▸ PROBLEM REQUIREMENTS: Reproduce the records exactly through the line with "use regex::Regex;".

▸ THE DATA:

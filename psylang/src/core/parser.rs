//! Source decomposition.
//!
//! A program source is split, in this order, into:
//!
//! 1. scheduled tasks `$[<interval>][<code>]`, removed from the text;
//! 2. key bindings `<letter>[<code>]`, removed from what is left;
//! 3. the `showVal()` / `showCell()` toggles, detected on the unmodified source
//!    and then removed;
//! 4. the trimmed remainder, which is the main program.
//!
//! Parsing never fails. A malformed interval becomes a zero interval.

use std::collections::BTreeMap;
use std::sync::LazyLock;
use std::time::Duration;

use regex::Regex;
use serde::{Deserialize, Serialize, Serializer};
use tracing::{debug, warn};

use crate::core::interpreter::matching_close;

const SHOW_VALUES: &str = "showVal()";
const SHOW_CELL: &str = "showCell()";

static TASK_RE: LazyLock<Regex> =
    LazyLock::new(|| Regex::new(r"(?s)\$\[(.*?)\]\[(.*?)\]").expect("task pattern"));
static BINDING_RE: LazyLock<Regex> =
    LazyLock::new(|| Regex::new(r"(?s)(\w)\[(.*?)\]").expect("binding pattern"));

/// How the closing `]` of a task or key-binding body is found.
#[derive(Debug, Clone, Copy, Default, PartialEq, Eq, Serialize, Deserialize)]
#[serde(rename_all = "lowercase")]
pub enum BracketMode {
    /// The first `]` closes the body. A body containing `]` is cut short.
    #[default]
    Lazy,
    /// The `]` that balances the opening `[` closes the body, and a key
    /// letter must not follow another word character (so `Op[..]` is left
    /// alone).
    Balanced,
}

/// Display toggles consumed by the renderer only.
#[derive(Debug, Clone, Copy, Default, PartialEq, Eq, Serialize)]
pub struct ToggleFlags {
    /// `showVal()`: overlay each cell's color index.
    pub show_values: bool,
    /// `showCell()`: outline the pointer's cell.
    pub show_cell: bool,
}

/// Upper-cased key name to bound code.
pub type KeyBindings = BTreeMap<String, String>;

/// A `$[interval][code]` block as written in the source.
#[derive(Debug, Clone, PartialEq, Serialize)]
pub struct TaskSpec {
    #[serde(rename = "interval_secs", serialize_with = "duration_secs")]
    pub interval: Duration,
    pub code: String,
}

/// Everything a source file declares.
#[derive(Debug, Clone, Default, PartialEq, Serialize)]
pub struct ParsedProgram {
    pub flags: ToggleFlags,
    pub bindings: KeyBindings,
    /// Tasks in declaration order.
    pub tasks: Vec<TaskSpec>,
    pub main: String,
}

/// Split `source` into flags, bindings, tasks and the main program.
pub fn parse_source(source: &str, mode: BracketMode) -> ParsedProgram {
    let flags = ToggleFlags {
        show_values: source.contains(SHOW_VALUES),
        show_cell: source.contains(SHOW_CELL),
    };

    let (rest, raw_tasks) = match mode {
        BracketMode::Lazy => extract_tasks_lazy(source),
        BracketMode::Balanced => extract_tasks_balanced(source),
    };
    let tasks: Vec<TaskSpec> = raw_tasks
        .into_iter()
        .map(|(interval, code)| TaskSpec {
            interval: parse_interval(&interval),
            code,
        })
        .collect();

    let (rest, bindings) = match mode {
        BracketMode::Lazy => extract_bindings_lazy(&rest),
        BracketMode::Balanced => extract_bindings_balanced(&rest),
    };

    let main = rest
        .replace(SHOW_VALUES, "")
        .replace(SHOW_CELL, "")
        .trim()
        .to_string();

    debug!(
        ?mode,
        bindings = bindings.len(),
        tasks = tasks.len(),
        show_values = flags.show_values,
        show_cell = flags.show_cell,
        main_len = main.len(),
        "parsed source"
    );

    ParsedProgram {
        flags,
        bindings,
        tasks,
        main,
    }
}

/// Interval text as seconds.
///
/// Text that does not parse, or parses to NaN or a negative number, becomes
/// zero. A positive value too large for a `Duration` (including `inf`) becomes
/// `Duration::MAX`, so that task never comes due.
pub fn parse_interval(text: &str) -> Duration {
    match text.trim().parse::<f64>() {
        Ok(secs) if secs >= 0.0 => Duration::try_from_secs_f64(secs).unwrap_or(Duration::MAX),
        _ => {
            warn!(interval = text, "malformed task interval, using zero");
            Duration::ZERO
        }
    }
}

fn extract_tasks_lazy(source: &str) -> (String, Vec<(String, String)>) {
    let tasks = TASK_RE
        .captures_iter(source)
        .map(|caps| (caps[1].to_string(), caps[2].to_string()))
        .collect();
    (TASK_RE.replace_all(source, "").into_owned(), tasks)
}

fn extract_bindings_lazy(text: &str) -> (String, KeyBindings) {
    let mut bindings = KeyBindings::new();
    for caps in BINDING_RE.captures_iter(text) {
        bindings.insert(caps[1].to_uppercase(), caps[2].to_string());
    }
    (BINDING_RE.replace_all(text, "").into_owned(), bindings)
}

fn extract_tasks_balanced(source: &str) -> (String, Vec<(String, String)>) {
    let bytes = source.as_bytes();
    let mut rest = String::with_capacity(source.len());
    let mut tasks = Vec::new();
    let mut copied = 0;
    let mut at = 0;
    while at < bytes.len() {
        if bytes[at..].starts_with(b"$[") {
            if let Some((interval, code, end)) = balanced_task_at(source, at) {
                rest.push_str(&source[copied..at]);
                tasks.push((interval.to_string(), code.to_string()));
                copied = end;
                at = end;
                continue;
            }
        }
        at += 1;
    }
    rest.push_str(&source[copied..]);
    (rest, tasks)
}

/// `$[..][..]` starting at `at`: interval text, code text and the offset just
/// past the final `]`.
fn balanced_task_at(source: &str, at: usize) -> Option<(&str, &str, usize)> {
    let interval_start = at + 2;
    let interval_close = matching_close(source, interval_start, b'[', b']')?;
    if source.as_bytes().get(interval_close + 1) != Some(&b'[') {
        return None;
    }
    let code_start = interval_close + 2;
    let code_close = matching_close(source, code_start, b'[', b']')?;
    Some((
        &source[interval_start..interval_close],
        &source[code_start..code_close],
        code_close + 1,
    ))
}

fn extract_bindings_balanced(text: &str) -> (String, KeyBindings) {
    let bytes = text.as_bytes();
    let mut rest = String::with_capacity(text.len());
    let mut bindings = KeyBindings::new();
    let mut copied = 0;
    let mut at = 0;
    while at < bytes.len() {
        if bytes[at] == b'[' {
            if let Some((key_start, key)) = key_before(text, at) {
                if let Some(close) = matching_close(text, at + 1, b'[', b']') {
                    rest.push_str(&text[copied..key_start]);
                    bindings.insert(
                        key.to_uppercase().collect(),
                        text[at + 1..close].to_string(),
                    );
                    copied = close + 1;
                    at = close + 1;
                    continue;
                }
            }
        }
        at += 1;
    }
    rest.push_str(&text[copied..]);
    (rest, bindings)
}

/// The key letter owning a `[` at `open`, with its byte offset. The letter
/// must be a word character that does not itself follow a word character.
fn key_before(text: &str, open: usize) -> Option<(usize, char)> {
    let (key_start, key) = text[..open].char_indices().next_back()?;
    if !is_word(key) {
        return None;
    }
    match text[..key_start].chars().next_back() {
        Some(previous) if is_word(previous) => None,
        _ => Some((key_start, key)),
    }
}

fn is_word(c: char) -> bool {
    c.is_alphanumeric() || c == '_'
}

fn duration_secs<S: Serializer>(duration: &Duration, serializer: S) -> Result<S::Ok, S::Error> {
    serializer.serialize_f64(duration.as_secs_f64())
}

#[cfg(test)]
mod tests {
    use super::*;

    fn lazy(source: &str) -> ParsedProgram {
        parse_source(source, BracketMode::Lazy)
    }

    fn balanced(source: &str) -> ParsedProgram {
        parse_source(source, BracketMode::Balanced)
    }

    #[test]
    fn splits_bindings_tasks_and_main() {
        let parsed = lazy("A[+++]B[---]$[1.0][>]rest-of-program");

        assert_eq!(parsed.bindings.len(), 2);
        assert_eq!(parsed.bindings.get("A").map(String::as_str), Some("+++"));
        assert_eq!(parsed.bindings.get("B").map(String::as_str), Some("---"));
        assert_eq!(
            parsed.tasks,
            vec![TaskSpec {
                interval: Duration::from_secs(1),
                code: ">".to_string(),
            }]
        );
        assert_eq!(parsed.main, "rest-of-program");
        assert!(!parsed.main.contains('[') && !parsed.main.contains(']'));
    }

    #[test]
    fn later_binding_wins() {
        let parsed = lazy("a[+]\nA[--]\n");
        assert_eq!(parsed.bindings.len(), 1);
        assert_eq!(parsed.bindings.get("A").map(String::as_str), Some("--"));
    }

    #[test]
    fn key_names_are_upper_cased() {
        let parsed = lazy("q[>] 7[<] _[.]");
        let keys: Vec<&str> = parsed.bindings.keys().map(String::as_str).collect();
        assert_eq!(keys, vec!["7", "Q", "_"]);
        assert_eq!(parsed.main, "");
    }

    #[test]
    fn tasks_keep_declaration_order_and_never_reach_main() {
        let parsed = lazy("$[2][+]++$[0.5][-]");
        let intervals: Vec<f64> = parsed
            .tasks
            .iter()
            .map(|task| task.interval.as_secs_f64())
            .collect();
        assert_eq!(intervals, vec![2.0, 0.5]);
        assert_eq!(parsed.main, "++");
    }

    #[test]
    fn task_body_is_not_read_as_a_binding() {
        let parsed = lazy("$[1][A[+]]");
        // Lazy matching ends the code at the first `]`; the stray `]` remains.
        assert_eq!(parsed.tasks[0].code, "A[+");
        assert!(parsed.bindings.is_empty());
        assert_eq!(parsed.main, "]");
    }

    #[test]
    fn malformed_interval_becomes_zero() {
        for interval in ["abc", "", "-1", "nan", "-inf"] {
            let parsed = lazy(&format!("$[{interval}][+]"));
            assert_eq!(parsed.tasks.len(), 1, "{interval}");
            assert_eq!(parsed.tasks[0].interval, Duration::ZERO, "{interval}");
        }
        assert_eq!(parse_interval(" 0.25 "), Duration::from_millis(250));
    }

    #[test]
    fn huge_interval_saturates_instead_of_zeroing() {
        for interval in ["1e20", "1e30", "inf"] {
            let parsed = lazy(&format!("$[{interval}][+]"));
            assert_eq!(parsed.tasks[0].interval, Duration::MAX, "{interval}");
        }
    }

    #[test]
    fn toggles_are_detected_and_stripped() {
        let parsed = lazy("showVal()\n+>+\nshowCell()\n");
        assert_eq!(
            parsed.flags,
            ToggleFlags {
                show_values: true,
                show_cell: true,
            }
        );
        assert_eq!(parsed.main, "+>+");

        let parsed = lazy("+");
        assert_eq!(parsed.flags, ToggleFlags::default());
    }

    #[test]
    fn bodies_may_span_lines() {
        let parsed = lazy("A[+\n>\n+]\n$[1][\n-\n]");
        assert_eq!(parsed.bindings.get("A").map(String::as_str), Some("+\n>\n+"));
        assert_eq!(parsed.tasks[0].code, "\n-\n");
    }

    #[test]
    fn lazy_mode_reads_opacity_as_a_binding() {
        let parsed = lazy("+Op[100]");
        assert_eq!(parsed.bindings.get("P").map(String::as_str), Some("100"));
        assert_eq!(parsed.main, "+O");
    }

    #[test]
    fn balanced_mode_keeps_nested_brackets() {
        let parsed = balanced("A[Op[100]+]$[1][%[1/3]{+}]+Op[5]");
        assert_eq!(parsed.bindings.get("A").map(String::as_str), Some("Op[100]+"));
        assert_eq!(parsed.bindings.len(), 1);
        assert_eq!(parsed.tasks[0].code, "%[1/3]{+}");
        assert_eq!(parsed.main, "+Op[5]");
    }

    #[test]
    fn balanced_mode_matches_lazy_on_simple_sources() {
        let source = "A[+++]B[---]$[1.0][>]rest-of-program";
        assert_eq!(balanced(source), lazy(source));
    }

    #[test]
    fn balanced_mode_leaves_unclosed_blocks_in_main() {
        let parsed = balanced("A[++ $[1][+");
        assert!(parsed.bindings.is_empty());
        assert!(parsed.tasks.is_empty());
        assert_eq!(parsed.main, "A[++ $[1][+");
    }

    #[test]
    fn balanced_mode_later_binding_wins() {
        let parsed = balanced("A[+] a[-]");
        assert_eq!(parsed.bindings.get("A").map(String::as_str), Some("-"));
        assert_eq!(parsed.main, "");
    }

    #[test]
    fn parse_result_serializes_intervals_as_seconds() {
        let parsed = lazy("$[1.5][>]");
        let json = serde_json::to_value(&parsed).expect("serialize");
        assert_eq!(json["tasks"][0]["interval_secs"], 1.5);
        assert_eq!(json["tasks"][0]["code"], ">");
    }
}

▸ THE ANSWER:
filename psylang/src/core/parser.rs
//! Source decomposition.
//!
//! A program source is split, in this order, into:
//!
//! 1. scheduled tasks `$[<interval>][<code>]`, removed from the text;
//! 2. key bindings `<letter>[<code>]`, removed from what is left;
//! 3. the `showVal()` / `showCell()` toggles, detected on the unmodified source
//!    and then removed;
//! 4. the trimmed remainder, which is the main program.
//!
//! Parsing never fails. A malformed interval becomes a zero interval.

use std::collections::BTreeMap;
use std::sync::LazyLock;
use std::time::Duration;

use regex::Regex;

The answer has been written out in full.